Panpsychism and Complexity
One way of looking at emergence being a result of complexity is to think about the philosophical position of panpsychism. In panpsychism, consciousness (or experience) has little to do with complexity. That’s because panpsychists believe that consciousness exists all the way down the line. If everything is conscious to some degree, then complexity isn’t an issue at all. Indeed, the philosopher David Chalmers makes this explicit when he plays up simplicity and plays down complexity. For example, Chalmers writes that
“one wonders how relevant this whiff of complexity will ultimately be to the arguments about consciousness”.
Chalmers goes further when he says that
“[o]nce a model with five units, say, is to be regarded as a model of consciousness, surely a model with one unit will also yield some insight”.
Is one “unit” one neuron? One molecule? One atom?… One transistor?
Chalmers also makes what seems to be an obvious point (at least it seems obvious if one already accepts his information/experience link). He writes:
“Surely, somewhere on the continuum between systems with rich and complex conscious experience and systems with no experience at all, there are systems with simple conscious experience. A model with superposition of information seems to be more than we need — why, after all, should not the simplest cases involve information experienced discretely?”
Yes, panpsychists attempt to get rid of the problem of emergence, at least as it applies to consciousness or experience. In Chalmers’ picture, we don’t have emergence because each unit (or simple case) instantiates experience to some degree. Despite that, panpsychism still allows for radical differences between systems with simple conscious experience, and the conscious experience of human persons and animals. Yet if complexity isn’t important, then why do we have any differences whatsoever between simple conscious units and conscious complex systems? Is this another variation of the combination problem or what can be called the additive problem? After all, this is a case in which units of simple conscious experience are simply added together to create a complex conscious system.
Chalmers gives a biological (or “real life”) example of this phenomenon too when he writes the following:
“We might imagine a traumatized creature that is blind to every other distinction to which humans are normally sensitive, but which can still experience hot and cold. Despite the lack of superposition, this experience would still qualify as a phenomenology.”
What we have here is subtraction, rather than addition. This traumatized creature has had all its complex and/or varied conscious experiences destroyed to be left with only the ability to experience hot and cold. (We can work in the other direction and add units too.)
Despite all that, it does seem obvious that complexity matters. After all, many scientists and theorists have made a strong link between the complexity of the brain and consciousness. Chalmers himself acknowledges the (intuitive) appeal of complexity when he continues:
“After all, does it not seem that this rich superposition of information is an inessential element of consciousness?”
Chalmers then rejects this requirement for complexity.
If we return to the sandpile.

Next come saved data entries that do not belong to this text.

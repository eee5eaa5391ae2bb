//! Semantic versioning for configuration and parameter versions

use once_cell::sync::Lazy;
use regex::Regex;
use serde::{Deserialize, Serialize};
use std::cmp::Ordering;
use std::fmt;
use std::str::FromStr;

use crate::error::{Error, Result};
use crate::schema::SchemaDiff;

static SEMVER_RE: Lazy<Regex> = Lazy::new(|| {
    Regex::new(r"^(0|[1-9]\d*)\.(0|[1-9]\d*)\.(0|[1-9]\d*)(?:-([0-9A-Za-z\-\.]+))?(?:\+([0-9A-Za-z\-\.]+))?$")
        .unwrap()
});

/// A single pre-release identifier
///
/// Identifiers consisting solely of digits compare numerically; all other
/// identifiers compare lexicographically, and numeric identifiers always
/// have lower precedence than alphanumeric ones.
#[derive(Debug, Clone, PartialEq, Eq, Hash, Serialize, Deserialize)]
pub enum Identifier {
    /// Purely numeric identifier
    Numeric(u64),
    /// Alphanumeric identifier
    Alphanumeric(String),
}

impl fmt::Display for Identifier {
    fn fmt(&self, f: &mut fmt::Formatter<'_>) -> fmt::Result {
        match self {
            Identifier::Numeric(n) => write!(f, "{}", n),
            Identifier::Alphanumeric(s) => write!(f, "{}", s),
        }
    }
}

impl Ord for Identifier {
    fn cmp(&self, other: &Self) -> Ordering {
        match (self, other) {
            (Identifier::Numeric(a), Identifier::Numeric(b)) => a.cmp(b),
            (Identifier::Numeric(_), Identifier::Alphanumeric(_)) => Ordering::Less,
            (Identifier::Alphanumeric(_), Identifier::Numeric(_)) => Ordering::Greater,
            (Identifier::Alphanumeric(a), Identifier::Alphanumeric(b)) => a.cmp(b),
        }
    }
}

impl PartialOrd for Identifier {
    fn partial_cmp(&self, other: &Self) -> Option<Ordering> {
        Some(self.cmp(other))
    }
}

/// Semantic version per SemVer 2.0
#[derive(Debug, Clone, PartialEq, Eq, Hash, Serialize, Deserialize)]
pub struct Version {
    /// Major version (breaking changes)
    pub major: u64,
    /// Minor version (backward-compatible additions)
    pub minor: u64,
    /// Patch version (backward-compatible bug fixes)
    pub patch: u64,
    /// Pre-release identifiers (empty for a release version)
    pub prerelease: Vec<Identifier>,
    /// Build metadata; preserved but ignored in precedence
    pub build: Option<String>,
}

impl Version {
    /// Create a new release version
    pub fn new(major: u64, minor: u64, patch: u64) -> Self {
        Self {
            major,
            minor,
            patch,
            prerelease: Vec::new(),
            build: None,
        }
    }

    /// Check if this is a pre-release version
    pub fn is_prerelease(&self) -> bool {
        !self.prerelease.is_empty()
    }

    /// Minimum bump required for a schema change relative to the previous
    /// published version
    pub fn satisfies_bump(&self, previous: &Version, diff: SchemaDiff) -> bool {
        match diff {
            SchemaDiff::Breaking => self.major > previous.major,
            SchemaDiff::Additive => {
                self.major > previous.major
                    || (self.major == previous.major && self.minor > previous.minor)
            }
            // Identical shapes only demand that the version moves forward.
            SchemaDiff::Identical => self > previous,
        }
    }
}

impl fmt::Display for Version {
    fn fmt(&self, f: &mut fmt::Formatter<'_>) -> fmt::Result {
        write!(f, "{}.{}.{}", self.major, self.minor, self.patch)?;

        if !self.prerelease.is_empty() {
            let joined = self
                .prerelease
                .iter()
                .map(|i| i.to_string())
                .collect::<Vec<_>>()
                .join(".");
            write!(f, "-{}", joined)?;
        }

        if let Some(ref build) = self.build {
            write!(f, "+{}", build)?;
        }

        Ok(())
    }
}

impl FromStr for Version {
    type Err = Error;

    fn from_str(s: &str) -> Result<Self> {
        let captures = SEMVER_RE
            .captures(s)
            .ok_or_else(|| Error::Validation(format!("invalid semantic version: {}", s)))?;

        let prerelease = match captures.get(4) {
            Some(m) => m
                .as_str()
                .split('.')
                .map(parse_identifier)
                .collect::<Result<Vec<_>>>()?,
            None => Vec::new(),
        };

        let component = |index: usize| -> Result<u64> {
            captures[index]
                .parse()
                .map_err(|_| Error::Validation(format!("version component overflows: {}", s)))
        };

        Ok(Self {
            major: component(1)?,
            minor: component(2)?,
            patch: component(3)?,
            prerelease,
            build: captures.get(5).map(|m| m.as_str().to_string()),
        })
    }
}

fn parse_identifier(raw: &str) -> Result<Identifier> {
    if raw.is_empty() {
        return Err(Error::Validation("empty pre-release identifier".into()));
    }
    if raw.chars().all(|c| c.is_ascii_digit()) {
        // Leading zeros are not valid for numeric identifiers.
        if raw.len() > 1 && raw.starts_with('0') {
            return Err(Error::Validation(format!(
                "numeric pre-release identifier has leading zero: {}",
                raw
            )));
        }
        let n = raw
            .parse::<u64>()
            .map_err(|_| Error::Validation(format!("pre-release identifier overflows: {}", raw)))?;
        Ok(Identifier::Numeric(n))
    } else {
        Ok(Identifier::Alphanumeric(raw.to_string()))
    }
}

impl PartialOrd for Version {
    fn partial_cmp(&self, other: &Self) -> Option<Ordering> {
        Some(self.cmp(other))
    }
}

impl Ord for Version {
    fn cmp(&self, other: &Self) -> Ordering {
        match self.major.cmp(&other.major) {
            Ordering::Equal => {}
            ord => return ord,
        }

        match self.minor.cmp(&other.minor) {
            Ordering::Equal => {}
            ord => return ord,
        }

        match self.patch.cmp(&other.patch) {
            Ordering::Equal => {}
            ord => return ord,
        }

        // A pre-release version precedes its release counterpart.
        match (self.prerelease.is_empty(), other.prerelease.is_empty()) {
            (true, true) => return Ordering::Equal,
            (false, true) => return Ordering::Less,
            (true, false) => return Ordering::Greater,
            (false, false) => {}
        }

        // Identifiers compare left-to-right; a longer list wins over an
        // otherwise-equal prefix.
        for (a, b) in self.prerelease.iter().zip(other.prerelease.iter()) {
            match a.cmp(b) {
                Ordering::Equal => {}
                ord => return ord,
            }
        }
        self.prerelease.len().cmp(&other.prerelease.len())
        // Build metadata is ignored in precedence
    }
}

/// A candidate for latest-version selection
#[derive(Debug, Clone)]
pub struct VersionCandidate {
    /// Parsed version
    pub version: Version,
    /// Draft versions are never selectable
    pub is_draft: bool,
    /// Archived versions are never selectable
    pub is_archived: bool,
}

/// Select the latest published version from a candidate set
///
/// Drafts and archived versions are always filtered out. Pre-release
/// versions are excluded unless `include_prerelease` is set.
pub fn latest(candidates: &[VersionCandidate], include_prerelease: bool) -> Result<Version> {
    candidates
        .iter()
        .filter(|c| !c.is_draft && !c.is_archived)
        .filter(|c| include_prerelease || !c.version.is_prerelease())
        .map(|c| &c.version)
        .max()
        .cloned()
        .ok_or_else(|| Error::NotFound("no published version".into()))
}

#[cfg(test)]
mod tests {
    use super::*;
    use proptest::prelude::*;

    fn v(s: &str) -> Version {
        s.parse().unwrap()
    }

    #[test]
    fn test_version_display_roundtrip() {
        for s in ["1.2.3", "1.2.3-alpha.1", "1.2.3-alpha.1+build.123", "0.0.0", "10.0.0-rc.1"] {
            assert_eq!(v(s).to_string(), s);
        }
    }

    #[test]
    fn test_version_parse_rejects_garbage() {
        for s in ["1.2", "1.2.3.4", "v1.2.3", "1.2.3-", "1.2.3-01", "01.2.3", ""] {
            assert!(s.parse::<Version>().is_err(), "accepted {:?}", s);
        }
    }

    #[test]
    fn test_core_ordering() {
        assert!(v("1.0.0") < v("2.0.0"));
        assert!(v("1.0.0") < v("1.1.0"));
        assert!(v("1.0.0") < v("1.0.1"));
        assert!(v("2.1.0") > v("2.0.9"));
    }

    #[test]
    fn test_prerelease_precedes_release() {
        assert!(v("1.0.0-alpha") < v("1.0.0"));
        assert!(v("1.0.0") > v("1.0.0-rc.1"));
    }

    #[test]
    fn test_prerelease_identifier_ordering() {
        // The canonical SemVer 2.0 precedence chain.
        let chain = [
            "1.0.0-alpha",
            "1.0.0-alpha.1",
            "1.0.0-alpha.beta",
            "1.0.0-beta",
            "1.0.0-beta.2",
            "1.0.0-beta.11",
            "1.0.0-rc.1",
            "1.0.0",
        ];
        for pair in chain.windows(2) {
            assert!(v(pair[0]) < v(pair[1]), "{} !< {}", pair[0], pair[1]);
        }
    }

    #[test]
    fn test_build_metadata_ignored_in_precedence() {
        assert_eq!(v("1.0.0+build.1").cmp(&v("1.0.0+build.2")), Ordering::Equal);
        assert_eq!(v("1.0.0-rc.1+a").cmp(&v("1.0.0-rc.1+b")), Ordering::Equal);
    }

    #[test]
    fn test_latest_excludes_drafts_and_prereleases() {
        let candidates = vec![
            VersionCandidate { version: v("1.0.0"), is_draft: false, is_archived: false },
            VersionCandidate { version: v("2.0.0"), is_draft: true, is_archived: false },
            VersionCandidate { version: v("1.5.0-rc.1"), is_draft: false, is_archived: false },
            VersionCandidate { version: v("1.2.0"), is_draft: false, is_archived: true },
        ];

        assert_eq!(latest(&candidates, false).unwrap(), v("1.0.0"));
        assert_eq!(latest(&candidates, true).unwrap(), v("1.5.0-rc.1"));
    }

    #[test]
    fn test_latest_empty_set_fails() {
        let candidates = vec![VersionCandidate {
            version: v("1.0.0"),
            is_draft: true,
            is_archived: false,
        }];
        assert!(latest(&candidates, true).unwrap_err().is_not_found());
    }

    #[test]
    fn test_satisfies_bump() {
        let prev = v("1.4.2");
        assert!(v("2.0.0").satisfies_bump(&prev, SchemaDiff::Breaking));
        assert!(!v("1.5.0").satisfies_bump(&prev, SchemaDiff::Breaking));
        assert!(v("1.5.0").satisfies_bump(&prev, SchemaDiff::Additive));
        assert!(!v("1.4.3").satisfies_bump(&prev, SchemaDiff::Additive));
        assert!(v("1.4.3").satisfies_bump(&prev, SchemaDiff::Identical));
        assert!(!v("1.4.2").satisfies_bump(&prev, SchemaDiff::Identical));
    }

    proptest! {
        #[test]
        fn prop_ordering_is_total(a in r"(0|[1-9][0-9]{0,3})\.(0|[1-9][0-9]{0,3})\.(0|[1-9][0-9]{0,3})",
                                  b in r"(0|[1-9][0-9]{0,3})\.(0|[1-9][0-9]{0,3})\.(0|[1-9][0-9]{0,3})") {
            let va = v(&a);
            let vb = v(&b);
            let lt = va < vb;
            let gt = va > vb;
            let eq = va.cmp(&vb) == Ordering::Equal;
            prop_assert_eq!([lt, eq, gt].iter().filter(|x| **x).count(), 1);
        }
    }
}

We don’t need the individual grain of sand (or unit) to have (to use Trefil’s words) “one-millionth of an avalanche” somehow within it to make sense of the avalanche. All we need is complexity plus the addition of a single grain of sand. In that sense, the final grain of sand is just like all the others.
What about a single neuron?
To the panpsychist, one single neuron instantiates some degree of consciousness. (The “parts” of that single neuron do so too.) Thus, the addition of neurons to a brain never cause an avalanche because consciousness was there all along.